* Work request: From the entries below, tally how many lines contain "sources" and report only that figure.

-- Opening Marker --

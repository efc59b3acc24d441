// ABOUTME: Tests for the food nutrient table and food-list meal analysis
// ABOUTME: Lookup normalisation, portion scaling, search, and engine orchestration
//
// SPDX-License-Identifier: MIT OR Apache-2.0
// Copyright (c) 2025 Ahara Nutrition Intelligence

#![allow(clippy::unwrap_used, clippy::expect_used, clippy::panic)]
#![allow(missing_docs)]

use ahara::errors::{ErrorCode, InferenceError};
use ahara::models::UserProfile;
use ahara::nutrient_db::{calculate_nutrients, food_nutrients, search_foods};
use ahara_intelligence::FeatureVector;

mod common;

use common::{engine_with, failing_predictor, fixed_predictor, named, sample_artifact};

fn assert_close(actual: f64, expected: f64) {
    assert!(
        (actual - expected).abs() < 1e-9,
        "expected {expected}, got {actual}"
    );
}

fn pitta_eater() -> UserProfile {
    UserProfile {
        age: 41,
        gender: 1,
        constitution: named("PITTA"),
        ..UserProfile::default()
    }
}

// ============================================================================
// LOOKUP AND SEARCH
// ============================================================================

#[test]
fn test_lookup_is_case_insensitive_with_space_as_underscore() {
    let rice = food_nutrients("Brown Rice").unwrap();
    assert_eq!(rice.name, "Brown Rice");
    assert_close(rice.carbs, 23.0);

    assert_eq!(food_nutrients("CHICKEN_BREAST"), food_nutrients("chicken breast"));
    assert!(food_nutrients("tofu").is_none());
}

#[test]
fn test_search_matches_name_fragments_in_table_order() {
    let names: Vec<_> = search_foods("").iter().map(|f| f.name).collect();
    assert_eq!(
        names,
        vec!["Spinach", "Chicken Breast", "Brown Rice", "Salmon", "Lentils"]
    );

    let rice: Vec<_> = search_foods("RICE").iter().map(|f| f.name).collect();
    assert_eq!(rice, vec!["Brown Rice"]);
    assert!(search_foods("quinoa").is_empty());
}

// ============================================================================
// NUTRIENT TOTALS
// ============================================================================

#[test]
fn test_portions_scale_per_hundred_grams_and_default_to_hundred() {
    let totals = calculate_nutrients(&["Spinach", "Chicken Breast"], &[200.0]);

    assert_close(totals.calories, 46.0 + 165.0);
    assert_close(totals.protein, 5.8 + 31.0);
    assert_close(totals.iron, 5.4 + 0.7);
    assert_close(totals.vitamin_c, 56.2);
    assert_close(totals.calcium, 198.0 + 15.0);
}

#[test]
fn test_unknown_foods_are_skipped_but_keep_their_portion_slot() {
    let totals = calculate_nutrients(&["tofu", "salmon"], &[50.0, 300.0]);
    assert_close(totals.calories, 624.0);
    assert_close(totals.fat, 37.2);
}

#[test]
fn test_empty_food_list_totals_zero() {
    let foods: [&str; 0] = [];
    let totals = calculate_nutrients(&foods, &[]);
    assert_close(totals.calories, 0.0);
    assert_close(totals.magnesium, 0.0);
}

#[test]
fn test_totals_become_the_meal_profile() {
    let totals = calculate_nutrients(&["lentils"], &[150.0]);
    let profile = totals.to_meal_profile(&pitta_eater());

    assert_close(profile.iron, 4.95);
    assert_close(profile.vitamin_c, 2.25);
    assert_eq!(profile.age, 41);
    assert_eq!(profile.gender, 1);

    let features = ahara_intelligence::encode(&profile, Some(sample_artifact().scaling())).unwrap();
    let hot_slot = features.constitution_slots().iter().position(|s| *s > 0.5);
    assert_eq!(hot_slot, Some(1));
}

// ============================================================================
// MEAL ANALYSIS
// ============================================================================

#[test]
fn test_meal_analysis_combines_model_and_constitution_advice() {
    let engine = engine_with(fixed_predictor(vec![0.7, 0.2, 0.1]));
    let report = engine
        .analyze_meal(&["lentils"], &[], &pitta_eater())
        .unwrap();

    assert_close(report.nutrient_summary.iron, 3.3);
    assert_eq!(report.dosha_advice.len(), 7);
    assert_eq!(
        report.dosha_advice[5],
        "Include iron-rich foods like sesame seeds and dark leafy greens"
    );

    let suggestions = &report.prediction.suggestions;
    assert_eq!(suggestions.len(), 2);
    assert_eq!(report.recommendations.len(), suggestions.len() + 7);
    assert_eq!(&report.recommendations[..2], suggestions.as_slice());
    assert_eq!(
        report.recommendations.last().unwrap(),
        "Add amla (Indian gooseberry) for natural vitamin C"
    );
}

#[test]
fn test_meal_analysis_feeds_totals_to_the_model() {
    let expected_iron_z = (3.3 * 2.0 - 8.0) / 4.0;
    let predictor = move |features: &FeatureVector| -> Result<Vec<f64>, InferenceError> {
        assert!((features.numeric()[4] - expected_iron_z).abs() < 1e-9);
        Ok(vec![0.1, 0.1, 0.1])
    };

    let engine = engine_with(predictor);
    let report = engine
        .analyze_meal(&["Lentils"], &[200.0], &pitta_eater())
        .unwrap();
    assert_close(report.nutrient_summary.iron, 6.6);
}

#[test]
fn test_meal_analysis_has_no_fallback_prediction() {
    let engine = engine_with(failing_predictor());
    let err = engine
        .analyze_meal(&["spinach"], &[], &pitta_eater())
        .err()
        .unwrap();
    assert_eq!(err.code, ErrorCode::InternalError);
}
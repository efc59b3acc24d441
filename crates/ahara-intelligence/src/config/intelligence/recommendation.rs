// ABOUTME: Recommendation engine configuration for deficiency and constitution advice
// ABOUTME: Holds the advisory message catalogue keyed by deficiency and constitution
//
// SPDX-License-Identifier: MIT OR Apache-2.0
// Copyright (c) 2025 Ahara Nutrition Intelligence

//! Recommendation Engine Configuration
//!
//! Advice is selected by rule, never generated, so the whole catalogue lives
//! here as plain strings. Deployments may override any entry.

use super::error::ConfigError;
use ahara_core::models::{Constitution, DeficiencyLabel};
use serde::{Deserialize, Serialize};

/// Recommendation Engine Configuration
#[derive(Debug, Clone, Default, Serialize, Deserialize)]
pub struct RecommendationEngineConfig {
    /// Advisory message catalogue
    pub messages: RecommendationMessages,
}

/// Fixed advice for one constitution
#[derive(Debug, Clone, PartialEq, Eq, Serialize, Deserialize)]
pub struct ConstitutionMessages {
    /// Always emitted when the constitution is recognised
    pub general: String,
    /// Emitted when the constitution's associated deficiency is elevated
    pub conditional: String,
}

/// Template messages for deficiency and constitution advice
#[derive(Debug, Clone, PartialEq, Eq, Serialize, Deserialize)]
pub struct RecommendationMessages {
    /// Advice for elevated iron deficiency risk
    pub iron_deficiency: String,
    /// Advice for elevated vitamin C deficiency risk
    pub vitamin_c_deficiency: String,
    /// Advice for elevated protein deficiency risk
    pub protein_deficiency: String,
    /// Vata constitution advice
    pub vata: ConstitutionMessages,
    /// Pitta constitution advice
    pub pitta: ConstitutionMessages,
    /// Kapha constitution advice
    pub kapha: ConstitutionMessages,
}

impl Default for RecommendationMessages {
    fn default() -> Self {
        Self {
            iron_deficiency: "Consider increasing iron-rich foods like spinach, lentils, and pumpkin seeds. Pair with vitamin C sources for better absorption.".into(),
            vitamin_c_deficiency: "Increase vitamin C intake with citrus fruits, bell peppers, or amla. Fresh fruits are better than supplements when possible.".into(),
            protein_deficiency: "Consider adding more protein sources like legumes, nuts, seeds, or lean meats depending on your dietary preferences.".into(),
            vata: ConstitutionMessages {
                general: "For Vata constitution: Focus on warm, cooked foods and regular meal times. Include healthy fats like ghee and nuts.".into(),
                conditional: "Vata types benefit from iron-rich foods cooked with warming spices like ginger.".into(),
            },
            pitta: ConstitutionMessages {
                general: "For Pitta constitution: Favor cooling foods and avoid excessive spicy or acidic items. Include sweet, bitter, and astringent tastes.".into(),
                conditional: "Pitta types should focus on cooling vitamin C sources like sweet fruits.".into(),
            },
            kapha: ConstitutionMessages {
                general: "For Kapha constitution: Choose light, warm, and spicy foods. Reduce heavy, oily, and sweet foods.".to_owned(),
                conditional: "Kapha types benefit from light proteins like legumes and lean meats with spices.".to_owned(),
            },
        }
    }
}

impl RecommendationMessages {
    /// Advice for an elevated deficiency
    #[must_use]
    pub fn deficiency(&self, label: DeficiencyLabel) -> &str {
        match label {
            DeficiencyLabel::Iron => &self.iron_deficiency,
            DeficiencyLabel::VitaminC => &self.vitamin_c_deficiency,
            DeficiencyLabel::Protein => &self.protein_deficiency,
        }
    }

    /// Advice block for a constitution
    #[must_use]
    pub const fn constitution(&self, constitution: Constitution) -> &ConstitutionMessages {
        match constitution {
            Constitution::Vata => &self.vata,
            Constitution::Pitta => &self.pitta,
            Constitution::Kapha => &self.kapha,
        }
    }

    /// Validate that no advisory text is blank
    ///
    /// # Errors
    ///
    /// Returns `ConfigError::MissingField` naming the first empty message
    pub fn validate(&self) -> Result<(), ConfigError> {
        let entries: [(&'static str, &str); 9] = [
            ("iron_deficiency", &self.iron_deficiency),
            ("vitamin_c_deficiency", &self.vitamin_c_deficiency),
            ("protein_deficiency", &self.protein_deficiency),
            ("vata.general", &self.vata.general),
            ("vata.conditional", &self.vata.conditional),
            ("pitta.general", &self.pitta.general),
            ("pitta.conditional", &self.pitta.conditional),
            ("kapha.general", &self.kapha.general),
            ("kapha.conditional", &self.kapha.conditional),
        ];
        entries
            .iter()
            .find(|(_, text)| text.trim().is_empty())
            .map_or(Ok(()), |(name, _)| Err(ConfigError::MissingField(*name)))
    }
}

-- Closing Marker --

* Answer for this exercise: 3